=== Aim of the exercise ===
Repeat the listing below exactly as given.

=== Provided information ===
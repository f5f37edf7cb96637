use crate::common::{DomainEvent, DomainResult};
use serde::{Deserialize, Serialize};

pub trait AggregateRoot: Send + Sync + Clone {
    type Event: DomainEvent + Serialize + for<'de> Deserialize<'de> + std::fmt::Debug;

    fn aggregate_id(&self) -> &str;
    fn version(&self) -> u64;

    /// Apply an event to update the aggregate state
    fn apply(&mut self, event: &Self::Event) -> DomainResult<()>;

    /// Get uncommitted events
    fn uncommitted_events(&self) -> &[Self::Event];

    /// Mark events as committed
    fn mark_events_as_committed(&mut self);

    /// Add a new event to the uncommitted events list
    fn add_event(&mut self, event: Self::Event);
}

#[derive(Debug, Clone)]
pub struct AggregateStore<T: AggregateRoot> {
    pub aggregate: T,
    pub uncommitted_events: Vec<T::Event>,
    pub version: u64,
}

impl<T: AggregateRoot> AggregateStore<T> {
    pub fn new(aggregate: T) -> Self {
        Self {
            version: aggregate.version(),
            aggregate,
            uncommitted_events: Vec::new(),
        }
    }

    pub fn add_event(&mut self, event: T::Event) {
        self.uncommitted_events.push(event.clone());
        self.aggregate.apply(&event).expect("Failed to apply event");
        self.version += 1;
    }

    pub fn mark_events_as_committed(&mut self) {
        self.uncommitted_events.clear();
    }

    pub fn load_from_history(aggregate: T, events: Vec<T::Event>) -> DomainResult<Self> {
        let mut store = Self::new(aggregate);

        for event in events {
            store.aggregate.apply(&event)?;
            store.version += 1;
        }

        Ok(store)
    }
}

=== Exercise result ===
repository f5f37edf7cb96637
use crate::common::{DomainEvent, DomainResult};
use serde::{Deserialize, Serialize};

pub trait AggregateRoot: Send + Sync + Clone {
    type Event: DomainEvent + Serialize + for<'de> Deserialize<'de> + std::fmt::Debug;

    fn aggregate_id(&self) -> &str;
    fn version(&self) -> u64;

    /// Apply an event to update the aggregate state
    fn apply(&mut self, event: &Self::Event) -> DomainResult<()>;

    /// Get uncommitted events
    fn uncommitted_events(&self) -> &[Self::Event];

    /// Mark events as committed
    fn mark_events_as_committed(&mut self);

    /// Add a new event to the uncommitted events list
    fn add_event(&mut self, event: Self::Event);
}

#[derive(Debug, Clone)]
pub struct AggregateStore<T: AggregateRoot> {
    pub aggregate: T,
    pub uncommitted_events: Vec<T::Event>,
    pub version: u64,
}

impl<T: AggregateRoot> AggregateStore<T> {
    pub fn new(aggregate: T) -> Self {
        Self {
            version: aggregate.version(),
            aggregate,
            uncommitted_events: Vec::new(),
        }
    }

    pub fn add_event(&mut self, event: T::Event) {
        self.uncommitted_events.push(event.clone());
        self.aggregate.apply(&event).expect("Failed to apply event");
        self.version += 1;
    }

    pub fn mark_events_as_committed(&mut self) {
        self.uncommitted_events.clear();
    }

    pub fn load_from_history(aggregate: T, events: Vec<T::Event>) -> DomainResult<Self> {
        let mut store = Self::new(aggregate);

        for event in events {
            store.aggregate.apply(&event)?;
            store.version += 1;
        }

        Ok(store)
    }
}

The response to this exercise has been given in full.